2) Only if we add specific datatypes (in the context):

{
  "@context": {
    "cim": "http://iec.ch/TC57/CIM100#",
    "xsd": "http://www.w3.org/2001/XMLSchema#",
    "cim:Equipment.normallyInService": {"@type": "xsd:boolean"},
    "cim:Reactance.value": {"@type": "xsd:float"}
  },
  "@graph": [{
    "@id": "urn:uuid:9d58e5bb-834c-4faa-928c-7da0bb1497d9",
    "cim:Equipment.normallyInService": true,
    "cim:Reactance.value": [0.12345678901234567890, 1.00000000000]
    }]}

We get what we want: "1.234567890123457E-1"^^xsd:float and "1"^^xsd:float. But 1.234567890123457E-1 has too many decimals for a float. What happened is that internally it was processed as double, and only spit out with float datatype.

3) More importantly, you cannot control whether to enclose numbers in quotes on output. I made tests with some tools (I'll commit the details to git):

tool reactance normallyInService
GraphDB "0.123" xsd:float "true" xsd:boolean
Jena riot "0.123" xsd:float "true" xsd:boolean
ttl2json "0.123" xsd:float true
Virtuoso context 0.1230000033974648 true
Virtuoso plain 0.1230000033974648 true

Note: in all cases we didn't specify a context to use (because it's not ready). If we do, then more tools may output values in quotes.


What is the harm if JSON numbers are enclosed in quotes?

Sveino commented 3 weeks ago

Does this example not show that we "must" allow for both?

My understanding is: The JSON-LD standard specifies that datatype declarations can be used to define the type of literal values, such as integers, dates, or custom data types, by adding a "@type" key within the context or within each value. This is optional in JSON-LD, as JSON-LD tries to be flexible with datatypes to accommodate varied data structures and maximize compatibility with JSON.

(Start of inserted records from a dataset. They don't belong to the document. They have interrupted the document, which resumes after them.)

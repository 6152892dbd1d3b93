//! Error types for bucket-core
//!
//! Provides a unified error type for every failure the CLI can report, plus
//! the classification of storage service error codes.

use std::path::PathBuf;

use thiserror::Error;

use crate::path::ObjectRef;

/// Result type alias for bucket-core operations
pub type Result<T> = std::result::Result<T, Error>;

/// Error types for bucket-core operations
#[derive(Error, Debug)]
pub enum Error {
    /// A required environment variable is unset or empty
    #[error("missing required environment variable {0}")]
    MissingEnv(&'static str),

    /// Local file could not be opened for reading
    #[error("open {}: {source}", .path.display())]
    FileOpen {
        path: PathBuf,
        #[source]
        source: std::io::Error,
    },

    /// Local file could not be created for writing
    #[error("create {}: {source}", .path.display())]
    FileCreate {
        path: PathBuf,
        #[source]
        source: std::io::Error,
    },

    /// Path has no final component to use as an object key
    #[error("invalid path: {0}")]
    InvalidPath(String),

    /// IO error
    #[error("IO error: {0}")]
    Io(#[from] std::io::Error),

    /// The configured bucket does not exist
    #[error("bucket not found")]
    BucketNotFound,

    /// The bucket exists but holds no object under the key
    #[error("{op} {bucket}/{key}: no such file")]
    KeyNotFound {
        op: &'static str,
        bucket: String,
        key: String,
    },

    /// Any other storage service failure, with the client's original text
    #[error("{0}")]
    Remote(String),
}

/// Category of a failed object lookup
#[derive(Debug, Clone, Copy, PartialEq, Eq)]
pub enum RemoteErrorKind {
    BucketNotFound,
    KeyNotFound,
    Other,
}

impl RemoteErrorKind {
    /// Error code S3 returns for a missing bucket
    pub const NO_SUCH_BUCKET: &'static str = "NoSuchBucket";

    /// Error code S3 returns for a missing key
    pub const NO_SUCH_KEY: &'static str = "NoSuchKey";

    /// Map a structured service error code onto a category.
    ///
    /// `None` means the failure carried no code (transport errors, timeouts).
    pub fn from_code(code: Option<&str>) -> Self {
        match code {
            Some(Self::NO_SUCH_BUCKET) => Self::BucketNotFound,
            Some(Self::NO_SUCH_KEY) => Self::KeyNotFound,
            _ => Self::Other,
        }
    }
}

/// Build the error for a failed `op` ("download" or "delete") of `object`.
///
/// `message` is the storage client's own description and is kept verbatim
/// when the code is not one of the recognized lookup failures.
pub fn classify(
    op: &'static str,
    code: Option<&str>,
    object: &ObjectRef,
    message: impl Into<String>,
) -> Error {
    match RemoteErrorKind::from_code(code) {
        RemoteErrorKind::BucketNotFound => Error::BucketNotFound,
        RemoteErrorKind::KeyNotFound => Error::KeyNotFound {
            op,
            bucket: object.bucket.clone(),
            key: object.key.clone(),
        },
        RemoteErrorKind::Other => Error::Remote(message.into()),
    }
}
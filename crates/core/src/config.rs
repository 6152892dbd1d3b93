//! Session configuration
//!
//! The region and bucket come from the environment, once, at startup. The
//! resulting [`Session`] is immutable and handed to every operation.

use crate::error::{Error, Result};

/// Environment variable holding the storage region
pub const REGION_VAR: &str = "AWS_REGION";

/// Environment variable holding the target bucket
pub const BUCKET_VAR: &str = "AWS_BUCKET";

/// Region and bucket for one run of the CLI
#[derive(Debug, Clone, PartialEq, Eq)]
pub struct Session {
    pub region: String,
    pub bucket: String,
}

impl Session {
    /// Load the session from the process environment
    pub fn from_env() -> Result<Self> {
        Self::from_lookup(|name| std::env::var(name).ok())
    }

    /// Load the session through an arbitrary variable lookup.
    ///
    /// Variables are checked region first, then bucket. An empty value
    /// counts as missing.
    pub fn from_lookup<F>(lookup: F) -> Result<Self>
    where
        F: Fn(&str) -> Option<String>,
    {
        let required = |name: &'static str| {
            lookup(name)
                .filter(|value| !value.is_empty())
                .ok_or(Error::MissingEnv(name))
        };

        let region = required(REGION_VAR)?;
        let bucket = required(BUCKET_VAR)?;
        tracing::debug!(%region, %bucket, "Loaded session from environment");

        Ok(Self { region, bucket })
    }
}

From this we have the following option:

  1. Requiring Datatype Declarations
  2. Not Allowing Datatype Declarations
  3. Allowing Both With and Without Datatypes

As we have the context as part of the profile I do not see that we have to require it (1). However, interoperability is fundamental so that is pointing to requiring it. For me I would recommend (3) - Allowing both.

Virtuoso behaviours is generally not accepted. However, I think we have in CIM standard defined some tolerance that this would be inside.